Les chercheurs de l'ASU à Tempe ont recherché des traces de COVID-19 dans les eaux usées depuis mars. Ils espèrent que cela aidera à déterminer l'étendue du virus.

Les concentrations du virus dans les échantillons d'eaux usées prélevés dans une zone autour de l'ASU ont augmenté la semaine dernière après avoir diminué régulièrement depuis la mi-juillet.

La zone, connue sous le nom de zone 6, s'étend sur la route rurale jusqu'à environ Smith Road le long du boulevard Apache.
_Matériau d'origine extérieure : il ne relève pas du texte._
//! Command-line argument parsing and handling.

pub mod check;
pub mod definition;
pub mod draft;
pub mod utils;

// Re-export commonly used items
pub use definition::{Args, process_args};
pub use utils::determine_log_level;
//! Autosave adapter for the builder form.
//!
//! The adapter only ever sees snapshots of [`FormValues`]; it never validates
//! and validation never touches it. The host marks it dirty on each edit and
//! calls [`Autosave::maybe_flush`] from its tick.

use std::fs;
use std::path::{Path, PathBuf};
use std::time::{Duration, Instant};

use serde::{Deserialize, Serialize};

use crate::state::types::FormValues;

/// On-disk shape of an autosaved draft.
#[derive(Clone, Debug, PartialEq, Eq, Serialize, Deserialize)]
pub struct DraftSnapshot {
    /// Form values at the time of the write.
    pub values: FormValues,
    /// Local timestamp of the write (RFC 3339).
    pub saved_at: String,
}

/// Debounced writer of form snapshots.
#[derive(Debug, Clone)]
pub struct Autosave {
    /// Draft file; `None` disables every operation.
    path: Option<PathBuf>,
    /// Quiet period after the last edit before a write happens.
    debounce: Duration,
    /// Whether values changed since the last write.
    dirty: bool,
    /// Time of the most recent edit.
    last_change: Option<Instant>,
}

impl Default for Autosave {
    fn default() -> Self {
        Self::disabled()
    }
}

impl Autosave {
    /// Adapter writing to `path` once `debounce` has passed since the last edit.
    #[must_use]
    pub const fn new(path: PathBuf, debounce: Duration) -> Self {
        Self {
            path: Some(path),
            debounce,
            dirty: false,
            last_change: None,
        }
    }

    /// Adapter that never reads or writes.
    #[must_use]
    pub const fn disabled() -> Self {
        Self {
            path: None,
            debounce: Duration::ZERO,
            dirty: false,
            last_change: None,
        }
    }

    /// Whether a draft path is configured.
    #[must_use]
    pub const fn is_enabled(&self) -> bool {
        self.path.is_some()
    }

    /// Whether there are edits not yet written.
    #[must_use]
    pub const fn is_dirty(&self) -> bool {
        self.dirty
    }

    /// Draft file location, if enabled.
    #[must_use]
    pub fn path(&self) -> Option<&Path> {
        self.path.as_deref()
    }

    /// Record that the form changed at `now`.
    pub fn mark_dirty(&mut self, now: Instant) {
        if self.path.is_some() {
            self.dirty = true;
            self.last_change = Some(now);
        }
    }

    /// What: Write the snapshot if dirty and the debounce window has elapsed.
    ///
    /// Inputs:
    /// - `values`: Current form values.
    /// - `now`: Current time, compared against the last edit.
    ///
    /// Output:
    /// - `true` when a write was attempted.
    pub fn maybe_flush(&mut self, values: &FormValues, now: Instant) -> bool {
        if !self.dirty {
            return false;
        }
        let quiet = self
            .last_change
            .is_none_or(|t| now.saturating_duration_since(t) >= self.debounce);
        if !quiet {
            return false;
        }
        self.flush(values)
    }

    /// What: Write the snapshot now if there are unsaved edits.
    ///
    /// Inputs:
    /// - `values`: Current form values.
    ///
    /// Output:
    /// - `true` when a write was attempted.
    ///
    /// Details:
    /// - Clears the dirty flag regardless of the write result to avoid retrying
    ///   a failing write on every tick.
    pub fn flush(&mut self, values: &FormValues) -> bool {
        if !self.dirty {
            return false;
        }
        let Some(path) = self.path.as_deref() else {
            return false;
        };
        self.dirty = false;
        let snapshot = DraftSnapshot {
            values: values.clone(),
            saved_at: chrono::Local::now().to_rfc3339(),
        };
        match serde_json::to_string_pretty(&snapshot) {
            Ok(s) => match fs::write(path, &s) {
                Ok(()) => {
                    tracing::debug!(
                        path = %path.display(),
                        bytes = s.len(),
                        "[Autosave] Draft persisted"
                    );
                }
                Err(e) => {
                    tracing::warn!(
                        path = %path.display(),
                        error = %e,
                        "[Autosave] Failed to write draft"
                    );
                }
            },
            Err(e) => {
                tracing::warn!(error = %e, "[Autosave] Failed to serialize draft");
            }
        }
        true
    }

    /// What: Read the last saved draft.
    ///
    /// Output:
    /// - The stored values, or `None` when disabled, missing or corrupt.
    #[must_use]
    pub fn load(&self) -> Option<FormValues> {
        let path = self.path.as_deref()?;
        let text = fs::read_to_string(path).ok()?;
        match serde_json::from_str::<DraftSnapshot>(&text) {
            Ok(snapshot) => {
                tracing::info!(
                    path = %path.display(),
                    saved_at = %snapshot.saved_at,
                    "[Autosave] Restored draft"
                );
                Some(snapshot.values)
            }
            Err(e) => {
                tracing::warn!(
                    path = %path.display(),
                    error = %e,
                    "[Autosave] Ignoring unreadable draft"
                );
                None
            }
        }
    }

    /// Delete the stored draft and drop pending edits.
    pub fn clear(&mut self) {
        self.dirty = false;
        self.last_change = None;
        let Some(path) = self.path.as_deref() else {
            return;
        };
        match fs::remove_file(path) {
            Ok(()) => tracing::info!(path = %path.display(), "[Autosave] Draft cleared"),
            Err(e) if e.kind() == std::io::ErrorKind::NotFound => {}
            Err(e) => {
                tracing::warn!(path = %path.display(), error = %e, "[Autosave] Failed to clear draft");
            }
        }
    }
}
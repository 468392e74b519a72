use std::time::Duration;

use ratatui::style::Color;

use crate::logic::{ChoiceLimits, DEFAULT_MAX_CHOICE_CHARS, DEFAULT_UNIQUE_CHOICE_CEILING};

/// Endpoint the field configuration is posted to when nothing else is configured.
pub const DEFAULT_SUBMIT_ENDPOINT: &str = "https://www.mocky.io/v2/566061f21200008e3aabd919";

/// Application theme palette used by rendering code.
///
/// All colors are provided as [`ratatui::style::Color`] and are suitable for
/// direct use with widgets and styles.
#[derive(Clone, Copy)]
pub struct Theme {
    /// Primary background color for the canvas.
    pub base: Color,
    /// Slightly lighter background layer used behind panels.
    pub mantle: Color,
    /// Darkest background shade for deep contrast areas.
    pub crust: Color,
    /// Subtle surface color for component backgrounds.
    pub surface2: Color,
    /// Muted overlay line/border color (primary).
    pub overlay1: Color,
    /// Primary foreground text color.
    pub text: Color,
    /// Secondary text for less prominent content.
    pub subtext0: Color,
    /// Accent color commonly used for focus and interactive highlights.
    pub sapphire: Color,
    /// Accent color for headings.
    pub mauve: Color,
    /// Success/positive state color.
    pub green: Color,
    /// Warning/attention state color.
    pub yellow: Color,
    /// Error/danger state color.
    pub red: Color,
    /// Accent color for subtle emphasis and borders.
    pub lavender: Color,
}

/// User-configurable application settings parsed from `settings.conf`.
#[derive(Clone, Debug, PartialEq, Eq)]
pub struct Settings {
    /// URL the field configuration is posted to.
    pub submit_endpoint: String,
    /// Timeout for a single submit request, in seconds.
    pub submit_timeout_secs: u64,
    /// Maximum number of exactly-once choices.
    pub unique_choice_ceiling: usize,
    /// Maximum characters per choice; `None` disables the rule.
    pub max_choice_chars: Option<usize>,
    /// Whether form values are snapshotted to disk while editing.
    pub autosave_enabled: bool,
    /// Quiet period after the last edit before the draft is written.
    pub autosave_debounce_ms: u64,
    /// Default value for the application's dry-run mode on startup.
    /// This can be forced on via the `--dry-run` CLI flag.
    pub app_dry_run_default: bool,
}

impl Default for Settings {
    fn default() -> Self {
        Self {
            submit_endpoint: DEFAULT_SUBMIT_ENDPOINT.to_string(),
            submit_timeout_secs: 10,
            unique_choice_ceiling: DEFAULT_UNIQUE_CHOICE_CEILING,
            max_choice_chars: Some(DEFAULT_MAX_CHOICE_CHARS),
            autosave_enabled: true,
            autosave_debounce_ms: 500,
            app_dry_run_default: false,
        }
    }
}

impl Settings {
    /// Validation limits derived from these settings.
    #[must_use]
    pub const fn choice_limits(&self) -> ChoiceLimits {
        ChoiceLimits {
            unique_ceiling: self.unique_choice_ceiling,
            max_choice_chars: self.max_choice_chars,
        }
    }

    /// Submit request timeout.
    #[must_use]
    pub const fn submit_timeout(&self) -> Duration {
        Duration::from_secs(self.submit_timeout_secs)
    }

    /// Autosave debounce window.
    #[must_use]
    pub const fn autosave_debounce(&self) -> Duration {
        Duration::from_millis(self.autosave_debounce_ms)
    }
}
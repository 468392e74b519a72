//! Autosave across a simulated restart: edits are snapshotted by the adapter
//! and a fresh state restored from the draft shows the same alerts.

use std::time::{Duration, Instant};

use fieldwright::app::persist::Autosave;
use fieldwright::state::{AppState, Focus};

/// What: Type `s` into the focused input at time `at`.
fn type_at(app: &mut AppState, s: &str, at: Instant) {
    for ch in s.chars() {
        if ch == '\n' {
            app.insert_newline(at);
        } else {
            app.insert_char(ch, at);
        }
    }
}

#[test]
/// What: A draft written after the debounce restores into a new session.
///
/// Inputs:
/// - Label and duplicate choices typed at `t0`, ticks at `t0+100ms` and `t0+600ms`
///
/// Output:
/// - No write on the first tick, one on the second; the restored state has
///   the same values and the duplicate flag already raised
fn draft_survives_restart() {
    let dir = tempfile::tempdir().expect("tempdir");
    let path = dir.path().join("draft.json");
    let t0 = Instant::now();

    let mut first = AppState {
        autosave: Autosave::new(path.clone(), Duration::from_millis(500)),
        ..AppState::default()
    };
    type_at(&mut first, "Colors", t0);
    first.focus = Focus::Choices;
    type_at(&mut first, "Red\nRed", t0);
    assert!(first.report.duplicate);

    assert!(!first.autosave.maybe_flush(&first.values, t0 + Duration::from_millis(100)));
    assert!(!path.exists());
    assert!(first.autosave.maybe_flush(&first.values, t0 + Duration::from_millis(600)));
    assert!(path.exists());

    let mut second = AppState {
        autosave: Autosave::new(path.clone(), Duration::from_millis(500)),
        ..AppState::default()
    };
    let restored = second.autosave.load().expect("draft present");
    second.restore_values(restored);
    assert_eq!(second.values, first.values);
    assert!(second.report.duplicate);
}

#[test]
/// What: Validation alone never writes a draft.
fn validation_does_not_write() {
    let dir = tempfile::tempdir().expect("tempdir");
    let path = dir.path().join("draft.json");
    let mut app = AppState {
        autosave: Autosave::new(path.clone(), Duration::ZERO),
        ..AppState::default()
    };
    app.values.choices = "a\na".to_string();
    app.revalidate();
    assert!(!app.autosave.is_dirty());
    assert!(!app.autosave.maybe_flush(&app.values, Instant::now()));
    assert!(!path.exists());
}

#[test]
/// What: Reset removes the draft so the next session starts empty.
fn reset_discards_draft() {
    let dir = tempfile::tempdir().expect("tempdir");
    let path = dir.path().join("draft.json");
    let mut app = AppState {
        autosave: Autosave::new(path.clone(), Duration::ZERO),
        ..AppState::default()
    };
    type_at(&mut app, "Colors", Instant::now());
    assert!(app.autosave.flush(&app.values));
    app.reset_form();
    assert!(!path.exists());
    assert_eq!(Autosave::new(path, Duration::ZERO).load(), None);
}
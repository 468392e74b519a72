//! Form key handling: focus movement, editing and the two buttons.

use std::time::Instant;

use crossterm::event::{KeyCode, KeyEvent, KeyModifiers};
use tokio::sync::mpsc;

use crate::logic::{SubmitBlocked, build_field_config};
use crate::sources::SubmitRequest;
use crate::state::{AppState, Focus, Modal};

/// What: Handle a key aimed at the form itself.
///
/// Inputs:
/// - `ke`: Key event (already known to be a press with no overlay open).
/// - `app`: Mutable application state.
/// - `submit_tx`: Channel to the submit worker, used by the Save button.
///
/// Details:
/// - Up/Down move focus except inside the multi-line choices input.
/// - Enter inserts a newline in choices and activates the buttons.
pub(super) fn handle_form_key(
    ke: KeyEvent,
    app: &mut AppState,
    submit_tx: &mpsc::UnboundedSender<SubmitRequest>,
) {
    let now = Instant::now();
    match ke.code {
        KeyCode::Tab => app.focus = app.focus.next(),
        KeyCode::BackTab => app.focus = app.focus.prev(),
        KeyCode::Down if app.focus != Focus::Choices => app.focus = app.focus.next(),
        KeyCode::Up if app.focus != Focus::Choices => app.focus = app.focus.prev(),
        KeyCode::Enter => match app.focus {
            Focus::Choices => {
                app.insert_newline(now);
            }
            Focus::Save => request_submit(app, submit_tx),
            Focus::Reset => app.reset_form(),
            Focus::Required | Focus::Alphabetical => {
                app.toggle_focused(now);
            }
            Focus::Label | Focus::Default => app.focus = app.focus.next(),
        },
        KeyCode::Backspace => {
            app.backspace(now);
        }
        KeyCode::Char(' ') if !app.focus.is_text() => {
            app.toggle_focused(now);
        }
        KeyCode::Char(ch)
            if !ke
                .modifiers
                .intersects(KeyModifiers::CONTROL | KeyModifiers::ALT) =>
        {
            app.insert_char(ch, now);
        }
        _ => {}
    }
}

/// What: Gate a submit and hand the payload to the submit worker.
///
/// Inputs:
/// - `app`: Mutable application state.
/// - `submit_tx`: Channel to the submit worker.
///
/// Output:
/// - Sets `submitting` when the request was queued. A blocked submit clears
///   the success banner; missing required inputs also raise an Alert.
///
/// Details:
/// - Re-runs validation on the current values before building the payload.
/// - Ignored while a previous submit is still in flight.
pub fn request_submit(app: &mut AppState, submit_tx: &mpsc::UnboundedSender<SubmitRequest>) {
    if app.submitting {
        tracing::debug!("[Form] Submit ignored: previous submit still in flight");
        return;
    }
    app.revalidate();
    match build_field_config(&app.values, &app.limits) {
        Ok(config) => {
            let req = SubmitRequest {
                config,
                endpoint: app.endpoint.clone(),
                dry_run: app.dry_run,
                timeout: app.submit_timeout,
            };
            if submit_tx.send(req).is_err() {
                tracing::error!("[Form] Submit worker is gone");
                app.modal = Modal::Alert {
                    message: "Submission is unavailable: background worker stopped".to_string(),
                };
                return;
            }
            app.submitting = true;
            tracing::info!(endpoint = %app.endpoint, dry_run = app.dry_run, "[Form] Submit queued");
        }
        Err(blocked) => {
            app.saved_changes = false;
            app.banner_visible = false;
            tracing::info!(reason = %blocked, "[Form] Submit blocked");
            if let SubmitBlocked::MissingRequired(_) = blocked {
                app.modal = Modal::Alert {
                    message: blocked.to_string(),
                };
            }
        }
    }
}
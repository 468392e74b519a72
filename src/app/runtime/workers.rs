//! Background workers: terminal reader thread, tick timer and submit worker.

use std::sync::Arc;
use std::sync::atomic::{AtomicBool, Ordering};
use std::time::Duration;

use crossterm::event::Event as CEvent;
use tokio::sync::mpsc;

use crate::sources::{SubmitOutcome, SubmitRequest, build_client, submit};

/// Interval between ticks.
const TICK_INTERVAL: Duration = Duration::from_millis(200);

/// What: Spawn the thread that reads terminal events.
///
/// Inputs:
/// - `headless`: When `true`, no thread is spawned.
/// - `event_tx`: Channel the events are forwarded to.
/// - `cancelled`: Flag checked between polls to stop the thread.
///
/// Details:
/// - Polls with a 50ms timeout so exit requests are noticed promptly.
/// - Exits when the receiver is dropped.
pub fn spawn_event_thread(
    headless: bool,
    event_tx: mpsc::UnboundedSender<CEvent>,
    cancelled: Arc<AtomicBool>,
) {
    if headless {
        return;
    }
    std::thread::spawn(move || {
        loop {
            if cancelled.load(Ordering::Relaxed) {
                break;
            }
            match crossterm::event::poll(Duration::from_millis(50)) {
                Ok(true) => {
                    // ignore transient read errors and continue
                    if let Ok(ev) = crossterm::event::read()
                        && (cancelled.load(Ordering::Relaxed) || event_tx.send(ev).is_err())
                    {
                        break;
                    }
                }
                Ok(false) | Err(_) => {}
            }
        }
        tracing::debug!("[Runtime] Event thread stopped");
    });
}

/// What: Spawn the tick worker.
///
/// Details:
/// - Sends a tick every 200ms; stops once the receiver is gone.
pub fn spawn_tick_worker(tick_tx: &mpsc::UnboundedSender<()>) {
    let tick_tx_bg = tick_tx.clone();
    tokio::spawn(async move {
        let mut interval = tokio::time::interval(TICK_INTERVAL);
        loop {
            interval.tick().await;
            if tick_tx_bg.send(()).is_err() {
                break;
            }
        }
    });
}

/// What: Spawn the worker that performs submissions one at a time.
///
/// Inputs:
/// - `req_rx`: Submit requests from the event loop.
/// - `res_tx`: Channel the outcomes are reported on.
///
/// Details:
/// - Builds one HTTP client up front and reuses it. If the client cannot be
///   built, every request fails with that message.
pub fn spawn_submit_worker(
    mut req_rx: mpsc::UnboundedReceiver<SubmitRequest>,
    res_tx: mpsc::UnboundedSender<SubmitOutcome>,
) {
    tokio::spawn(async move {
        let client = build_client();
        if let Err(e) = &client {
            tracing::error!(error = %e, "[Submit] HTTP client unavailable");
        }
        while let Some(req) = req_rx.recv().await {
            let outcome = match &client {
                Ok(c) => submit(c, req).await,
                Err(e) => Err(e.clone()),
            };
            if res_tx.send(outcome).is_err() {
                break;
            }
        }
    });
}
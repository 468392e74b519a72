//! Settings file seeding and maintenance.

/// Appends missing keys to `settings.conf`.
mod settings_ensure;
/// Built-in default file contents.
mod skeletons;

pub use settings_ensure::{ensure_settings_keys_at, ensure_settings_keys_present};
pub use skeletons::SETTINGS_SKELETON_CONTENT;
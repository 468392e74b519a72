use ratatui::Terminal;
use tokio::select;

use crate::state::AppState;
use crate::ui::ui;

use super::channels::Channels;
use super::handlers::{handle_submit_outcome, handle_tick};

/// What: Process one iteration of channel message handling.
///
/// Inputs:
/// - `app`: Application state
/// - `channels`: Communication channels for background workers
///
/// Output: `true` if the event loop should exit, `false` to continue
///
/// Details:
/// - Waits for and processes a single message from any channel
/// - Exits when every sender is gone, which only happens in tests
async fn process_channel_messages(app: &mut AppState, channels: &mut Channels) -> bool {
    select! {
        Some(ev) = channels.event_rx.recv() => {
            crate::events::handle_event(ev, app, &channels.submit_req_tx)
        }
        Some(outcome) = channels.submit_res_rx.recv() => {
            handle_submit_outcome(app, outcome);
            false
        }
        Some(()) = channels.tick_rx.recv() => {
            handle_tick(app);
            false
        }
        else => true,
    }
}

/// What: Run the main event loop, processing all channel messages and rendering the UI.
///
/// Inputs:
/// - `terminal`: Terminal to draw into; `None` in headless mode
/// - `app`: Application state
/// - `channels`: Communication channels
pub async fn run_event_loop(
    terminal: &mut Option<Terminal<ratatui::backend::CrosstermBackend<std::io::Stdout>>>,
    app: &mut AppState,
    channels: &mut Channels,
) {
    loop {
        if let Some(t) = terminal.as_mut() {
            let _ = t.draw(|f| ui(f, app));
        }

        if process_channel_messages(app, channels).await {
            break;
        }
    }
}
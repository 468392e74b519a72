//! fieldwright binary entrypoint kept minimal. The full runtime lives in `app`.

use std::fmt;
use std::sync::OnceLock;

use clap::Parser;

use fieldwright::{app, args, theme, util};

/// Log line timer producing `YYYY-MM-DD-T HH:MM:SS` in local time.
struct FieldwrightTimer;

impl tracing_subscriber::fmt::time::FormatTime for FieldwrightTimer {
    fn format_time(&self, w: &mut tracing_subscriber::fmt::format::Writer<'_>) -> fmt::Result {
        w.write_str(&util::log_timestamp(&chrono::Local::now()))
    }
}

/// Keeps the non-blocking log writer alive for the whole process.
static LOG_GUARD: OnceLock<tracing_appender::non_blocking::WorkerGuard> = OnceLock::new();

/// What: Initialize tracing to `~/.config/fieldwright/logs/fieldwright.log`.
///
/// Inputs:
/// - `level`: Filter used when `RUST_LOG` is unset.
///
/// Details:
/// - Falls back to stderr when the log file cannot be opened.
fn init_logging(level: &str) {
    let env_filter = || {
        tracing_subscriber::EnvFilter::try_from_default_env()
            .unwrap_or_else(|_| tracing_subscriber::EnvFilter::new(level))
    };
    let mut log_path = theme::logs_dir();
    log_path.push("fieldwright.log");
    match std::fs::OpenOptions::new()
        .create(true)
        .append(true)
        .open(&log_path)
    {
        Ok(file) => {
            let (non_blocking, guard) = tracing_appender::non_blocking(file);
            tracing_subscriber::fmt()
                .with_env_filter(env_filter())
                .with_target(false)
                .with_ansi(false)
                .with_writer(non_blocking)
                .with_timer(FieldwrightTimer)
                .init();
            let _ = LOG_GUARD.set(guard);
            tracing::info!(path = %log_path.display(), "logging initialized");
        }
        Err(e) => {
            tracing_subscriber::fmt()
                .with_env_filter(env_filter())
                .with_target(false)
                .with_ansi(true)
                .with_writer(std::io::stderr)
                .with_timer(FieldwrightTimer)
                .init();
            tracing::warn!(error = %e, "failed to open log file; using stderr");
        }
    }
}

#[tokio::main]
async fn main() {
    let cli = args::Args::parse();
    init_logging(&args::determine_log_level(&cli));

    args::process_args(&cli);

    tracing::info!(dry_run = cli.dry_run, "fieldwright starting");
    if let Err(err) = app::run(cli.dry_run, cli.endpoint).await {
        tracing::error!(error = ?err, "Application error");
        eprintln!("fieldwright: {err}");
        std::process::exit(1);
    }
    tracing::info!("fieldwright exited");
}

#[cfg(test)]
mod tests {
    /// What: FormatTime impl writes a non-empty timestamp without panicking
    ///
    /// - Input: Tracing writer buffer
    /// - Output: Buffer receives some content
    #[test]
    fn fieldwright_timer_formats_time_without_panic() {
        use tracing_subscriber::fmt::time::FormatTime;
        let mut buf = String::new();
        let mut writer = tracing_subscriber::fmt::format::Writer::new(&mut buf);
        let t = super::FieldwrightTimer;
        let _ = t.format_time(&mut writer);
        assert!(buf.contains("-T "));
    }
}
Environ 3 200 étudiants vivent dans la région dans de grands complexes d'habitation hors campus et des maisons unifamiliales.

Tempe utilise les données collectées dans le réseau d’égouts de la ville pour aider à coordonner les efforts de sensibilisation et d’essai dans la zone 6.

La prévalence du virus dans les eaux usées de deux autres zones proches de l’ASU, la zone 7, qui couvre les quartiers juste à l’ouest du campus, et la zone 2, qui couvre la majeure partie du nord-est de Tempe, a continué de baisser.

Bien que les chercheurs aient détecté le virus dans des échantillons prélevés dans toute la ville, ils n'ont pas encore établi de relation entre la concentration dans les eaux usées et le nombre de personnes infectées par le nouveau coronavirus dans la communauté.

La journaliste Emily Wilder a contribué à cette histoire.